Work through the listing below and count the lines that hold "keys". Answer with the number alone.

---------- Input for this task

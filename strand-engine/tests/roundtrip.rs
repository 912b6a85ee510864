//! End-to-end tests: two engines sharing one in-memory DHT, exchanging blobs
//! over real localhost TCP.

use std::path::PathBuf;
use std::sync::Arc;
use std::time::Duration;

use strand_engine::{Engine, EngineConfig, EngineEvent, MemoryDht};
use tempfile::TempDir;
use tokio::sync::mpsc;

fn init_test_tracing() {
    let _ = tracing_subscriber::fmt()
        .with_env_filter(
            tracing_subscriber::EnvFilter::try_from_default_env()
                .unwrap_or_else(|_| "debug".into()),
        )
        .with_test_writer()
        .try_init();
}

fn test_config(dir: PathBuf) -> EngineConfig {
    EngineConfig {
        data_dir: dir,
        poll_interval_secs: 1,
        ..EngineConfig::default()
    }
}

fn test_data(size: usize) -> Vec<u8> {
    (0..size).map(|i| (i % 251) as u8).collect()
}

/// Wait until `pred` matches an event, or panic after `secs`.
async fn wait_for<F>(
    events: &mut mpsc::UnboundedReceiver<EngineEvent>,
    secs: u64,
    mut pred: F,
) -> EngineEvent
where
    F: FnMut(&EngineEvent) -> bool,
{
    let deadline = tokio::time::Instant::now() + Duration::from_secs(secs);
    loop {
        let remaining = deadline
            .checked_duration_since(tokio::time::Instant::now())
            .expect("timed out waiting for engine event");
        let event = tokio::time::timeout(remaining, events.recv())
            .await
            .expect("timed out waiting for engine event")
            .expect("engine event channel closed");
        tracing::info!(?event, "observed engine event");
        if pred(&event) {
            return event;
        }
    }
}

#[tokio::test]
async fn publish_subscribe_download_roundtrip() {
    init_test_tracing();
    let dht = Arc::new(MemoryDht::new());
    let publisher_dir = TempDir::new().unwrap();
    let subscriber_dir = TempDir::new().unwrap();

    let (publisher, _publisher_events) = Engine::start(
        test_config(publisher_dir.path().join("data")),
        dht.clone(),
    )
    .await
    .unwrap();

    // Author a 2.5 MiB file: three chunks.
    let data = test_data(2 * 1024 * 1024 + 512 * 1024);
    let input = publisher_dir.path().join("album.bin");
    tokio::fs::write(&input, &data).await.unwrap();

    let key = publisher.generate_key().unwrap();
    let ingested = publisher.ingest(&input).await.unwrap();
    assert_eq!(ingested.blob_count, 3);
    let report = publisher
        .publish(vec![ingested.file_entry.clone()], &key.secret_key, Some(1))
        .await
        .unwrap();
    assert_eq!(report.status, "published");
    assert_eq!(report.sequence, 1);

    // Follow the author from a second node.
    let (subscriber, mut events) = Engine::start(
        test_config(subscriber_dir.path().join("data")),
        dht.clone(),
    )
    .await
    .unwrap();
    subscriber
        .subscribe(&key.public_key, Some("album feed".into()))
        .unwrap();

    wait_for(&mut events, 30, |e| {
        matches!(e, EngineEvent::SubscriptionUpdated { seq: 1, .. })
    })
    .await;

    let complete = wait_for(&mut events, 60, |e| {
        matches!(e, EngineEvent::FileComplete { .. })
    })
    .await;
    let EngineEvent::FileComplete { name, path } = complete else {
        unreachable!();
    };
    assert_eq!(name, "album.bin");
    let downloaded = tokio::fs::read(&path).await.unwrap();
    assert_eq!(downloaded, data);

    // The subscriber now holds (and can serve) all three blobs.
    let status = subscriber.status().unwrap();
    assert_eq!(status.blob_store.blobs, 3);
    assert_eq!(subscriber.subscriptions()[0].last_sequence, 1);
    assert_eq!(subscriber.subscriptions()[0].status, "active");
}

#[tokio::test]
async fn revisions_flow_to_subscriber_in_order() {
    init_test_tracing();
    let dht = Arc::new(MemoryDht::new());
    let publisher_dir = TempDir::new().unwrap();
    let subscriber_dir = TempDir::new().unwrap();

    let (publisher, _publisher_events) = Engine::start(
        test_config(publisher_dir.path().join("data")),
        dht.clone(),
    )
    .await
    .unwrap();
    let key = publisher.generate_key().unwrap();

    let first_data = test_data(64 * 1024);
    let first = publisher_dir.path().join("first.txt");
    tokio::fs::write(&first, &first_data).await.unwrap();
    let first_entry = publisher.ingest(&first).await.unwrap().file_entry;
    publisher
        .publish(vec![first_entry.clone()], &key.secret_key, Some(1))
        .await
        .unwrap();

    let (subscriber, mut events) = Engine::start(
        test_config(subscriber_dir.path().join("data")),
        dht.clone(),
    )
    .await
    .unwrap();
    subscriber.subscribe(&key.public_key, None).unwrap();

    wait_for(&mut events, 60, |e| {
        matches!(e, EngineEvent::FileComplete { name, .. } if name == "first.txt")
    })
    .await;

    // Second revision adds a file; the subscriber picks it up by polling.
    let second_data = test_data(96 * 1024);
    let second = publisher_dir.path().join("second.txt");
    tokio::fs::write(&second, &second_data).await.unwrap();
    let second_entry = publisher.ingest(&second).await.unwrap().file_entry;
    publisher
        .publish(
            vec![first_entry, second_entry],
            &key.secret_key,
            Some(2),
        )
        .await
        .unwrap();

    wait_for(&mut events, 30, |e| {
        matches!(e, EngineEvent::SubscriptionUpdated { seq: 2, .. })
    })
    .await;
    let complete = wait_for(&mut events, 60, |e| {
        matches!(e, EngineEvent::FileComplete { name, .. } if name == "second.txt")
    })
    .await;
    let EngineEvent::FileComplete { path, .. } = complete else {
        unreachable!();
    };
    assert_eq!(tokio::fs::read(&path).await.unwrap(), second_data);
    assert_eq!(subscriber.subscriptions()[0].last_sequence, 2);
}

#[tokio::test]
async fn stale_publish_never_reaches_subscriber() {
    init_test_tracing();
    let dht = Arc::new(MemoryDht::new());
    let publisher_dir = TempDir::new().unwrap();
    let subscriber_dir = TempDir::new().unwrap();

    let (publisher, _publisher_events) = Engine::start(
        test_config(publisher_dir.path().join("data")),
        dht.clone(),
    )
    .await
    .unwrap();
    let key = publisher.generate_key().unwrap();

    let input = publisher_dir.path().join("doc.txt");
    tokio::fs::write(&input, test_data(10_000)).await.unwrap();
    let entry = publisher.ingest(&input).await.unwrap().file_entry;

    // Publishing out of order succeeds at the adapter both times.
    publisher
        .publish(vec![entry.clone()], &key.secret_key, Some(10))
        .await
        .unwrap();
    publisher
        .publish(vec![entry], &key.secret_key, Some(9))
        .await
        .unwrap();

    let (subscriber, mut events) = Engine::start(
        test_config(subscriber_dir.path().join("data")),
        dht,
    )
    .await
    .unwrap();
    subscriber.subscribe(&key.public_key, None).unwrap();

    wait_for(&mut events, 30, |e| {
        matches!(e, EngineEvent::SubscriptionUpdated { seq: 10, .. })
    })
    .await;

    // Give a few poll cycles a chance to surface the stale revision.
    tokio::time::sleep(Duration::from_secs(3)).await;
    while let Ok(event) = events.try_recv() {
        assert!(
            !matches!(event, EngineEvent::SubscriptionUpdated { seq, .. } if seq != 10),
            "subscriber must only ever hold seq 10"
        );
    }
    assert_eq!(subscriber.subscriptions()[0].last_sequence, 10);
}

#[tokio::test]
async fn gateway_relays_presigned_manifest() {
    init_test_tracing();
    let dht = Arc::new(MemoryDht::new());
    let gateway_dir = TempDir::new().unwrap();
    let subscriber_dir = TempDir::new().unwrap();

    let (gateway, _gateway_events) = Engine::start(
        test_config(gateway_dir.path().join("data")),
        dht.clone(),
    )
    .await
    .unwrap();

    // An external author signs a manifest and relays it through the gateway's
    // wire interface; the gateway never sees the private key.
    let author = strand_engine::keys::generate();
    let signed = strand_protocol::manifest::SignedManifest::sign(
        &author,
        strand_protocol::manifest::Manifest {
            public_key: [0; 32],
            seq: 4,
            files: vec![],
        },
    );

    let mut conn = strand_net::connect(gateway.listen_addr()).await.unwrap();
    conn.send(&strand_protocol::wire::Message::Publish {
        manifest: signed.as_bytes().to_vec(),
    })
    .await
    .unwrap();
    match conn.recv().await.unwrap() {
        strand_protocol::wire::Message::Ok { .. } => {}
        other => panic!("gateway refused relay: {other:?}"),
    }

    // A subscriber on the same DHT sees the relayed revision.
    let (subscriber, mut events) = Engine::start(
        test_config(subscriber_dir.path().join("data")),
        dht,
    )
    .await
    .unwrap();
    subscriber
        .subscribe(&strand_engine::keys::public_hex(&author), None)
        .unwrap();

    wait_for(&mut events, 30, |e| {
        matches!(e, EngineEvent::SubscriptionUpdated { seq: 4, .. })
    })
    .await;
}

--------------------

● **Written answer**:
2